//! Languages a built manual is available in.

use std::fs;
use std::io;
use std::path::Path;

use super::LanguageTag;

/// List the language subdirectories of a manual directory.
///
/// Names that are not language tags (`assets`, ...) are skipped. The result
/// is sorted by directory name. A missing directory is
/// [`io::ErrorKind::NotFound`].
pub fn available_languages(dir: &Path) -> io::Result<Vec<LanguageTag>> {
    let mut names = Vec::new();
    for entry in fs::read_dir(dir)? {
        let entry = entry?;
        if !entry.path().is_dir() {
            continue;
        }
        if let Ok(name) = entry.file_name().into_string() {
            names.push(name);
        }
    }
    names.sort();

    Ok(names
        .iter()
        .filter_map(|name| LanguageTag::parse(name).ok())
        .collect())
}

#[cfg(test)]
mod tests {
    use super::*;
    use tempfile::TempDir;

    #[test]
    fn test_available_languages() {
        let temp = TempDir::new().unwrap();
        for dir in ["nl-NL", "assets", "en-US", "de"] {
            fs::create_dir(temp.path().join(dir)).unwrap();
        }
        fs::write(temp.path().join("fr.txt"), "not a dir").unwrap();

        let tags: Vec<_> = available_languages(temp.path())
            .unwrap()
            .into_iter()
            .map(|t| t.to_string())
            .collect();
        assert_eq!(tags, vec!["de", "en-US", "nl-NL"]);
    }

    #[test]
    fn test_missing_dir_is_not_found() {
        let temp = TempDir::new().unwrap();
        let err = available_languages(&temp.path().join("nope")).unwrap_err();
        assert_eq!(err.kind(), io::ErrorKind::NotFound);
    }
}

--------

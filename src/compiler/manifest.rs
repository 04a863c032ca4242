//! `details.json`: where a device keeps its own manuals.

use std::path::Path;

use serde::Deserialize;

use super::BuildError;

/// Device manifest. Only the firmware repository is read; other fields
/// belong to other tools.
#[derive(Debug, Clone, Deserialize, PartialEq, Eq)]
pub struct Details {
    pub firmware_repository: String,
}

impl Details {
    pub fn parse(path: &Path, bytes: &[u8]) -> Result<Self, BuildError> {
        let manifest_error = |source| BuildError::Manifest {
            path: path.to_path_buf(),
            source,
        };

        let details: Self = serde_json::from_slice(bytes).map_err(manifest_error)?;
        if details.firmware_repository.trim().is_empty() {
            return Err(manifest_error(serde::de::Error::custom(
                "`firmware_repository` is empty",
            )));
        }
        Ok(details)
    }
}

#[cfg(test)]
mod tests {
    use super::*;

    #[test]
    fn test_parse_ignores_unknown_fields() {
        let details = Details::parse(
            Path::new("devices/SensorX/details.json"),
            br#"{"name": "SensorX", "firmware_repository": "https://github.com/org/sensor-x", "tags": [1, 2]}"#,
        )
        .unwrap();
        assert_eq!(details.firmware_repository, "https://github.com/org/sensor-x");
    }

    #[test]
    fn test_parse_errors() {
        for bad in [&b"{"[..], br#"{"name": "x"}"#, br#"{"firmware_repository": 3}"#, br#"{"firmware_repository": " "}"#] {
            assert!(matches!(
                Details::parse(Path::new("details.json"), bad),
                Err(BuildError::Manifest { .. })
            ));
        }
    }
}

--------

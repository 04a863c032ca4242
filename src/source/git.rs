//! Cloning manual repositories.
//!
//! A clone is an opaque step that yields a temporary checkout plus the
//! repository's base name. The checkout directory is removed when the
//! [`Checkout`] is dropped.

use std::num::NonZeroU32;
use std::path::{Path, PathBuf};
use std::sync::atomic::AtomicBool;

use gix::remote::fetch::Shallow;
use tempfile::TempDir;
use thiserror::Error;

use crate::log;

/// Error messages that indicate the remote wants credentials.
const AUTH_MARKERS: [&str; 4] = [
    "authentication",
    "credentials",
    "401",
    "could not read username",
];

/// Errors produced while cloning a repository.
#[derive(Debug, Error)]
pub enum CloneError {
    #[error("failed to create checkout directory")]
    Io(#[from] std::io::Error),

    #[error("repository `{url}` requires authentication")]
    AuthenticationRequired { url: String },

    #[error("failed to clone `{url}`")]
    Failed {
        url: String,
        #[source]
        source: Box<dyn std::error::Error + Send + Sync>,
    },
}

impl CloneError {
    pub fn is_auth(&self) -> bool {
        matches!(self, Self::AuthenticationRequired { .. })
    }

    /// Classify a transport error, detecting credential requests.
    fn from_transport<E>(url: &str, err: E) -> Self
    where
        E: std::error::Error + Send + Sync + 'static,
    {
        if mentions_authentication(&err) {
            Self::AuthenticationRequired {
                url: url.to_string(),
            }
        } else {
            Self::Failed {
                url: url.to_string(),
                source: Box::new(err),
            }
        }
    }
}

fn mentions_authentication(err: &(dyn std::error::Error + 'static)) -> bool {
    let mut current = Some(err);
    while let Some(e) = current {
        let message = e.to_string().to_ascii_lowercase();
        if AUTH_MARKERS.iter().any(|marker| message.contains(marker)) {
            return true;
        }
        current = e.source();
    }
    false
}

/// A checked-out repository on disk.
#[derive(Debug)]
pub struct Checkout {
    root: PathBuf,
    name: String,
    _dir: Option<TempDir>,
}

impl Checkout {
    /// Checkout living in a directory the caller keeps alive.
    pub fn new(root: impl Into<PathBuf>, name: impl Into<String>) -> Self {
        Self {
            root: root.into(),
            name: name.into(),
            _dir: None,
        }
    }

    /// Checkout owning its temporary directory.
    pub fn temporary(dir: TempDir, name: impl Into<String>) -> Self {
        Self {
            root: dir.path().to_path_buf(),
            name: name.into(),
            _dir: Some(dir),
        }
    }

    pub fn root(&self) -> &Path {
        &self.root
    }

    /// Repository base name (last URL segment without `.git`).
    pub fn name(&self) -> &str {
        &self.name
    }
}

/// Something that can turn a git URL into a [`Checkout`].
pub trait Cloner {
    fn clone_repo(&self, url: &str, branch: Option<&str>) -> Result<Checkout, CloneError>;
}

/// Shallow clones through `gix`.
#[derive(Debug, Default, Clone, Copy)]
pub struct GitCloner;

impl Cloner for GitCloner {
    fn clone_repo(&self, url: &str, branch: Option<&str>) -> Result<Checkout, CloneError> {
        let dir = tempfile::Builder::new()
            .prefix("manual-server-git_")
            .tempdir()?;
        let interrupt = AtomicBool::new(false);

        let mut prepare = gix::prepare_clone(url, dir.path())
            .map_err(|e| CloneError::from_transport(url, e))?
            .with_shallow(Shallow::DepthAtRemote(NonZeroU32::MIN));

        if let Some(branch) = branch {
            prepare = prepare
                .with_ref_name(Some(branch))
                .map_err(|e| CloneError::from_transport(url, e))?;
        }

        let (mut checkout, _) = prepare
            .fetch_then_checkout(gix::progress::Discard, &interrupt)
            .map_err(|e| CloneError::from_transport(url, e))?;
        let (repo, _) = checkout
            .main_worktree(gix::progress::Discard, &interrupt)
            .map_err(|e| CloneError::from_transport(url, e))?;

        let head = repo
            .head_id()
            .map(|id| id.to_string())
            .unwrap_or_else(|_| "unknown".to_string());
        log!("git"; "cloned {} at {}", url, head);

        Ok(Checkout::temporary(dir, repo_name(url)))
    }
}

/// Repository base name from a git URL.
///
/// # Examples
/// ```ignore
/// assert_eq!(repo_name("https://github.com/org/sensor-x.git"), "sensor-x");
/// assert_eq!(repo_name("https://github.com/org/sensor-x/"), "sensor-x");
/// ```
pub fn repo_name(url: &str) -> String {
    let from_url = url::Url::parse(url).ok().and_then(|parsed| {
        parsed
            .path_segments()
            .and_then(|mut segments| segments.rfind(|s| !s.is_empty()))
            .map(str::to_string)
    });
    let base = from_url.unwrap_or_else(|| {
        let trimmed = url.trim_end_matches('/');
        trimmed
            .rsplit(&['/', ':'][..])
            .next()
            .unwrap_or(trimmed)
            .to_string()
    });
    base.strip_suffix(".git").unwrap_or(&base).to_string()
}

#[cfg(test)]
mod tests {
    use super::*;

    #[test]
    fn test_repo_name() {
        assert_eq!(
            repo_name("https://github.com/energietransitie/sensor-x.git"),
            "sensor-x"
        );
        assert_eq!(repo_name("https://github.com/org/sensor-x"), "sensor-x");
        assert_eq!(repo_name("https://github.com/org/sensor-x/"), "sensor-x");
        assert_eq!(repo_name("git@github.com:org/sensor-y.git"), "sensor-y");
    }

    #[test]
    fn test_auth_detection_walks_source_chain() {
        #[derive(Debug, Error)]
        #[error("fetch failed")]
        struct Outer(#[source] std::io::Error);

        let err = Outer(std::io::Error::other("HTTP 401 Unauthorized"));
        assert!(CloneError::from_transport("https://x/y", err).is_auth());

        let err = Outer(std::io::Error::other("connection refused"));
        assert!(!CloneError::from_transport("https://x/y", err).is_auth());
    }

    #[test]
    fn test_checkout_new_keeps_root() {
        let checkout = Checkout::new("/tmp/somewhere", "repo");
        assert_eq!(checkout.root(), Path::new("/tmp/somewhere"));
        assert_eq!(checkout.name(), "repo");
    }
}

--------

# [Your instructions]
Looking at the records above, return exactly the lines from the line with "use crate::log;" to the line with "let message = e.to_string().to_ascii_lowercase();", both ends included.

# [Answer section]
use crate::log;

/// Error messages that indicate the remote wants credentials.
const AUTH_MARKERS: [&str; 4] = [
    "authentication",
    "credentials",
    "401",
    "could not read username",
];

/// Errors produced while cloning a repository.
#[derive(Debug, Error)]
pub enum CloneError {
    #[error("failed to create checkout directory")]
    Io(#[from] std::io::Error),

    #[error("repository `{url}` requires authentication")]
    AuthenticationRequired { url: String },

    #[error("failed to clone `{url}`")]
    Failed {
        url: String,
        #[source]
        source: Box<dyn std::error::Error + Send + Sync>,
    },
}

impl CloneError {
    pub fn is_auth(&self) -> bool {
        matches!(self, Self::AuthenticationRequired { .. })
    }

    /// Classify a transport error, detecting credential requests.
    fn from_transport<E>(url: &str, err: E) -> Self
    where
        E: std::error::Error + Send + Sync + 'static,
    {
        if mentions_authentication(&err) {
            Self::AuthenticationRequired {
                url: url.to_string(),
            }
        } else {
            Self::Failed {
                url: url.to_string(),
                source: Box::new(err),
            }
        }
    }
}

fn mentions_authentication(err: &(dyn std::error::Error + 'static)) -> bool {
    let mut current = Some(err);
    while let Some(e) = current {
        let message = e.to_string().to_ascii_lowercase();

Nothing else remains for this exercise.